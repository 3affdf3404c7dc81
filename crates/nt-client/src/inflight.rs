//! Coalesces concurrent async requests under a string key so publish and
//! schema registration don't race themselves (§4.6).

use std::collections::HashMap;
use std::future::Future;
use std::sync::Mutex;
use tokio::sync::broadcast;

#[derive(Debug, thiserror::Error, Clone, PartialEq, Eq)]
pub enum InFlightError {
    #[error("operation rejected: client is cleaning up")]
    CleaningUp,
}

enum Slot<T> {
    Pending(broadcast::Sender<T>),
}

/// Map from key to a pending task's broadcast sender; callers that arrive
/// while a task is in flight subscribe to the same broadcast instead of
/// starting their own.
pub struct InFlightMap<T> {
    slots: Mutex<HashMap<String, Slot<T>>>,
    cleaning_up: Mutex<bool>,
}

impl<T: Clone + Send + 'static> Default for InFlightMap<T> {
    fn default() -> Self {
        InFlightMap {
            slots: Mutex::new(HashMap::new()),
            cleaning_up: Mutex::new(false),
        }
    }
}

impl<T: Clone + Send + 'static> InFlightMap<T> {
    pub fn new() -> Self {
        Self::default()
    }

    /// Run `factory` for `key` unless a task is already pending, in which
    /// case wait on that one instead. The entry is removed once the winning
    /// task completes, regardless of outcome, so a later call after failure
    /// starts a fresh attempt.
    pub async fn get_or_create<F, Fut>(
        &self,
        key: &str,
        factory: F,
    ) -> Result<T, InFlightError>
    where
        F: FnOnce() -> Fut,
        Fut: Future<Output = T> + Send + 'static,
        T: Send,
    {
        if *self.cleaning_up.lock().unwrap() {
            return Err(InFlightError::CleaningUp);
        }

        let mut receiver = {
            let mut slots = self.slots.lock().unwrap();
            match slots.get(key) {
                Some(Slot::Pending(tx)) => tx.subscribe(),
                None => {
                    let (tx, rx) = broadcast::channel(1);
                    slots.insert(key.to_owned(), Slot::Pending(tx.clone()));
                    drop(slots);

                    let key_owned = key.to_owned();
                    let fut = factory();
                    // The winner drives the factory future to completion and
                    // broadcasts the result to anyone who joined in the meantime.
                    let result = self.run_and_retire(key_owned, tx, fut).await;
                    return Ok(result);
                }
            }
        };

        Ok(receiver
            .recv()
            .await
            .expect("sender outlives all receivers while task is pending"))
    }

    async fn run_and_retire<Fut>(&self, key: String, tx: broadcast::Sender<T>, fut: Fut) -> T
    where
        Fut: Future<Output = T>,
    {
        let result = fut.await;
        self.slots.lock().unwrap().remove(&key);
        let _ = tx.send(result.clone());
        result
    }

    /// Refuse all future `get_or_create` calls with [`InFlightError::CleaningUp`].
    /// Tasks already in flight are left to finish.
    pub fn begin_teardown(&self) {
        *self.cleaning_up.lock().unwrap() = true;
    }
}

#[cfg(test)]
mod tests {
    use super::*;
    use std::sync::atomic::{AtomicUsize, Ordering};
    use std::sync::Arc;

    #[tokio::test]
    async fn concurrent_callers_share_one_task() {
        let map = Arc::new(InFlightMap::<u32>::new());
        let calls = Arc::new(AtomicUsize::new(0));

        let mut handles = Vec::new();
        for _ in 0..5 {
            let map = map.clone();
            let calls = calls.clone();
            handles.push(tokio::spawn(async move {
                map.get_or_create("publish:/t", || {
                    let calls = calls.clone();
                    async move {
                        calls.fetch_add(1, Ordering::SeqCst);
                        tokio::time::sleep(std::time::Duration::from_millis(10)).await;
                        42u32
                    }
                })
                .await
                .unwrap()
            }));
        }

        for h in handles {
            assert_eq!(h.await.unwrap(), 42);
        }
        assert_eq!(calls.load(Ordering::SeqCst), 1);
    }

    #[tokio::test]
    async fn entry_is_removed_after_completion_allowing_retry() {
        let map = InFlightMap::<u32>::new();
        let first = map.get_or_create("k", || async { 1u32 }).await.unwrap();
        assert_eq!(first, 1);
        let second = map.get_or_create("k", || async { 2u32 }).await.unwrap();
        assert_eq!(second, 2);
    }

    #[tokio::test]
    async fn teardown_rejects_new_requests() {
        let map = InFlightMap::<u32>::new();
        map.begin_teardown();
        let result = map.get_or_create("k", || async { 1u32 }).await;
        assert_eq!(result, Err(InFlightError::CleaningUp));
    }
}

········

Retype the data exactly as it reads.

* [SOLVED PROBLEM]
repository 3affdf3404c7dc81
filename crates/nt-client/src/inflight.rs
//! Coalesces concurrent async requests under a string key so publish and
//! schema registration don't race themselves (§4.6).

use std::collections::HashMap;
use std::future::Future;
use std::sync::Mutex;
use tokio::sync::broadcast;

#[derive(Debug, thiserror::Error, Clone, PartialEq, Eq)]
pub enum InFlightError {
    #[error("operation rejected: client is cleaning up")]
    CleaningUp,
}

enum Slot<T> {
    Pending(broadcast::Sender<T>),
}

/// Map from key to a pending task's broadcast sender; callers that arrive
/// while a task is in flight subscribe to the same broadcast instead of
/// starting their own.
pub struct InFlightMap<T> {
    slots: Mutex<HashMap<String, Slot<T>>>,
    cleaning_up: Mutex<bool>,
}

impl<T: Clone + Send + 'static> Default for InFlightMap<T> {
    fn default() -> Self {
        InFlightMap {
            slots: Mutex::new(HashMap::new()),
            cleaning_up: Mutex::new(false),
        }
    }
}

impl<T: Clone + Send + 'static> InFlightMap<T> {
    pub fn new() -> Self {
        Self::default()
    }

    /// Run `factory` for `key` unless a task is already pending, in which
    /// case wait on that one instead. The entry is removed once the winning
    /// task completes, regardless of outcome, so a later call after failure
    /// starts a fresh attempt.
    pub async fn get_or_create<F, Fut>(
        &self,
        key: &str,
        factory: F,
    ) -> Result<T, InFlightError>
    where
        F: FnOnce() -> Fut,
        Fut: Future<Output = T> + Send + 'static,
        T: Send,
    {
        if *self.cleaning_up.lock().unwrap() {
            return Err(InFlightError::CleaningUp);
        }

        let mut receiver = {
            let mut slots = self.slots.lock().unwrap();
            match slots.get(key) {
                Some(Slot::Pending(tx)) => tx.subscribe(),
                None => {
                    let (tx, rx) = broadcast::channel(1);
                    slots.insert(key.to_owned(), Slot::Pending(tx.clone()));
                    drop(slots);

                    let key_owned = key.to_owned();
                    let fut = factory();
                    // The winner drives the factory future to completion and
                    // broadcasts the result to anyone who joined in the meantime.
                    let result = self.run_and_retire(key_owned, tx, fut).await;
                    return Ok(result);
                }
            }
        };

        Ok(receiver
            .recv()
            .await
            .expect("sender outlives all receivers while task is pending"))
    }

    async fn run_and_retire<Fut>(&self, key: String, tx: broadcast::Sender<T>, fut: Fut) -> T
    where
        Fut: Future<Output = T>,
    {
        let result = fut.await;
        self.slots.lock().unwrap().remove(&key);
        let _ = tx.send(result.clone());
        result
    }

    /// Refuse all future `get_or_create` calls with [`InFlightError::CleaningUp`].
    /// Tasks already in flight are left to finish.
    pub fn begin_teardown(&self) {
        *self.cleaning_up.lock().unwrap() = true;
    }
}

#[cfg(test)]
mod tests {
    use super::*;
    use std::sync::atomic::{AtomicUsize, Ordering};
    use std::sync::Arc;

    #[tokio::test]
    async fn concurrent_callers_share_one_task() {
        let map = Arc::new(InFlightMap::<u32>::new());
        let calls = Arc::new(AtomicUsize::new(0));

        let mut handles = Vec::new();
        for _ in 0..5 {
            let map = map.clone();
            let calls = calls.clone();
            handles.push(tokio::spawn(async move {
                map.get_or_create("publish:/t", || {
                    let calls = calls.clone();
                    async move {
                        calls.fetch_add(1, Ordering::SeqCst);
                        tokio::time::sleep(std::time::Duration::from_millis(10)).await;
                        42u32
                    }
                })
                .await
                .unwrap()
            }));
        }

        for h in handles {
            assert_eq!(h.await.unwrap(), 42);
        }
        assert_eq!(calls.load(Ordering::SeqCst), 1);
    }

    #[tokio::test]
    async fn entry_is_removed_after_completion_allowing_retry() {
        let map = InFlightMap::<u32>::new();
        let first = map.get_or_create("k", || async { 1u32 }).await.unwrap();
        assert_eq!(first, 1);
        let second = map.get_or_create("k", || async { 2u32 }).await.unwrap();
        assert_eq!(second, 2);
    }

    #[tokio::test]
    async fn teardown_rejects_new_requests() {
        let map = InFlightMap::<u32>::new();
        map.begin_teardown();
        let result = map.get_or_create("k", || async { 1u32 }).await;
        assert_eq!(result, Err(InFlightError::CleaningUp));
    }
}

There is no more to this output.